Only cheap laptops have low vram. Here is an example of a high vram laptop.

https://www.dell.com/en-us/shop/dell-laptops/precision-7780-workstation/spd/precision-17-7780-laptop?_gl=1b76yi0_up*MQ..&gclid=CjwKCAjwuJ2xBhA3EiwAMVjkVIzkv4q7Qiyo_VlVuJrUZB-AmeQaXyY7BEE06hAzixxU2lg1QDWX_RoCjtkQAvD_BwE&gclsrc=aw.ds

[-]

Valuable_Option7843@reddit

That’s 16GB. You can spec a MacBook up to 128GB of VRAM. Anyway, I’m just clarifying why OP might be specifying Apple. Not fighting the holy war here. https://www.apple.com/macbook-pro/

[-]

EdinPrepper@reddit (OP)

Exactly. Apple silicone macs are actually very good for such applications. You could also buy a very beafed up gaming laptop. I bought mine because I used Linux for years so terminal in macos speaks to me, and it was actually amazing value for money for running AI models locally. I've already got llama3 running locally. Blazingly fast and very high quality model.

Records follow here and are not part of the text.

pub extern crate serde;
pub extern crate serde_json;
pub extern crate uuid;

mod execution;
mod message;
mod palette;
mod session;
mod types;

pub use execution::*;
pub use message::*;
pub use palette::*;
pub use session::*;
pub use types::*;
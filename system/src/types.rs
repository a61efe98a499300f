use serde::{Deserialize, Serialize};

pub type ConnectionId = uuid::Uuid;
pub type ChatMessageId = uuid::Uuid;
/// Canvas object ids are generated by clients (timestamps or random strings).
pub type ObjectId = String;

pub const SYSTEM_USER_ID: &str = "system";
pub const SYSTEM_USERNAME: &str = "System";
pub const ANONYMOUS_USERNAME: &str = "Anonymous";

#[derive(Debug, Clone, PartialEq, Serialize, Deserialize)]
pub struct User {
    pub id: ConnectionId,
    pub username: String,
    pub color: String,
}

#[derive(Debug, Clone, PartialEq, Serialize, Deserialize)]
#[serde(rename_all = "camelCase")]
pub struct ChatMessage {
    pub id: ChatMessageId,
    pub user_id: String,
    pub username: String,
    pub text: String,
    /// Milliseconds since the unix epoch.
    pub timestamp: i64,
}

impl ChatMessage {
    pub fn from_user(user: &User, text: String) -> Self {
        Self {
            id: uuid::Uuid::new_v4(),
            user_id: user.id.to_string(),
            username: user.username.clone(),
            text,
            timestamp: chrono::Utc::now().timestamp_millis(),
        }
    }

    pub fn notice(text: String) -> Self {
        Self {
            id: uuid::Uuid::new_v4(),
            user_id: SYSTEM_USER_ID.into(),
            username: SYSTEM_USERNAME.into(),
            text,
            timestamp: chrono::Utc::now().timestamp_millis(),
        }
    }

    pub fn is_notice(&self) -> bool {
        self.user_id == SYSTEM_USER_ID
    }
}

#[derive(Debug, Clone, PartialEq, Serialize, Deserialize)]
#[serde(rename_all = "camelCase")]
pub struct CanvasObject {
    pub id: ObjectId,
    #[serde(flatten)]
    pub shape: Shape,
    #[serde(default)]
    pub x: f64,
    #[serde(default)]
    pub y: f64,
    /// Owner as declared by the client. Not checked on update or removal.
    #[serde(default)]
    pub user_id: String,
    #[serde(default, skip_serializing_if = "Option::is_none")]
    pub fill: Option<String>,
    #[serde(default, skip_serializing_if = "Option::is_none")]
    pub stroke: Option<String>,
    #[serde(default, skip_serializing_if = "Option::is_none")]
    pub stroke_width: Option<f64>,
}

#[derive(Debug, Clone, PartialEq, Serialize, Deserialize)]
#[serde(tag = "type", rename_all = "lowercase")]
pub enum Shape {
    Rect {
        #[serde(default)]
        width: f64,
        #[serde(default)]
        height: f64,
    },
    Circle {
        #[serde(default)]
        radius: f64,
    },
    Text {
        #[serde(default)]
        text: String,
    },
    Line {
        #[serde(default)]
        points: Vec<f64>,
    },
    /// Free-hand stroke, `points` is a flat `[x0, y0, x1, y1, ...]` list.
    Path {
        #[serde(default)]
        points: Vec<f64>,
    },
}

/// Where a client's cursor currently is. Relayed, never stored.
#[derive(Debug, Clone, PartialEq, Serialize, Deserialize)]
#[serde(tag = "type", rename_all = "lowercase")]
pub enum CursorTarget {
    /// Character offset in the shared code buffer.
    Code { position: u64 },
    Canvas { x: f64, y: f64 },
}

#[derive(Debug, Clone, PartialEq, Serialize, Deserialize)]
#[serde(rename_all = "camelCase")]
pub struct CursorPosition {
    pub user_id: ConnectionId,
    pub username: String,
    pub color: String,
    #[serde(flatten)]
    pub target: CursorTarget,
}

impl CursorPosition {
    pub fn of(user: &User, target: CursorTarget) -> Self {
        Self {
            user_id: user.id,
            username: user.username.clone(),
            color: user.color.clone(),
            target,
        }
    }
}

I grew up with PCs, love them to bits and have a massive alienware gaming rig desktop (which by the way my macbook which is portable can give a run for its money in these areas).

By all means get a beafy gaming PC running an nvidia rtx based gpu if you prefer.

[-]

GroundbreakingYam633@reddit

Well as a computer scientist myself: AI is overhyped and also you‘ll never find meaningful data to train models for this topic. Prepping is just too individual and scenario- and country-based.

Also pre-existing written material and video-tutorials reflecting facts and opinions is already enough source material for anybody to get going.

[-]

EdinPrepper@reddit (OP)

I've actually got a significant library I'm planning on using. Was actually seeking suggestions for anything excellent that had been missed.

I've trained models before and tested numerous applications myself narrow and less so.

[-]

Correct_Recover9243@reddit

How is that in any way as good, let alone better than having a catalog of searchable documents?

I personally love when LLMs don’t know the answer to something so they just start making shit up.

[-]

EdinPrepper@reddit (OP)

Because you can't go through such a vast collection of documents and find things that would ge relevant anything like that fast. LLMs do hallucinate and present things as fact confidently where they're not...but they're also powerful tools for brainstorming, thinking outside the box, or searching mind-blowing amounts of data quickly (retrieval augmented generation - look it up).

[-]

taipan821@reddit

It would essentially be region locked. I honestly feel you will be better of with a region specific reference library and a group of friends, rather than an AI which is dependent on you continuing to teach it.

[-]

EdinPrepper@reddit (OP)

Why would it be region locked? You can modularly fit your own local information into a library of information a RAG model can draw upon, but the actual prepping skills survival learning etc and many of the pdfs etc it could draw upon will be region independent.

[-]

alriclofgar@reddit

I don’t need an AI to give me bad survival advice, I’ve already got YouTube.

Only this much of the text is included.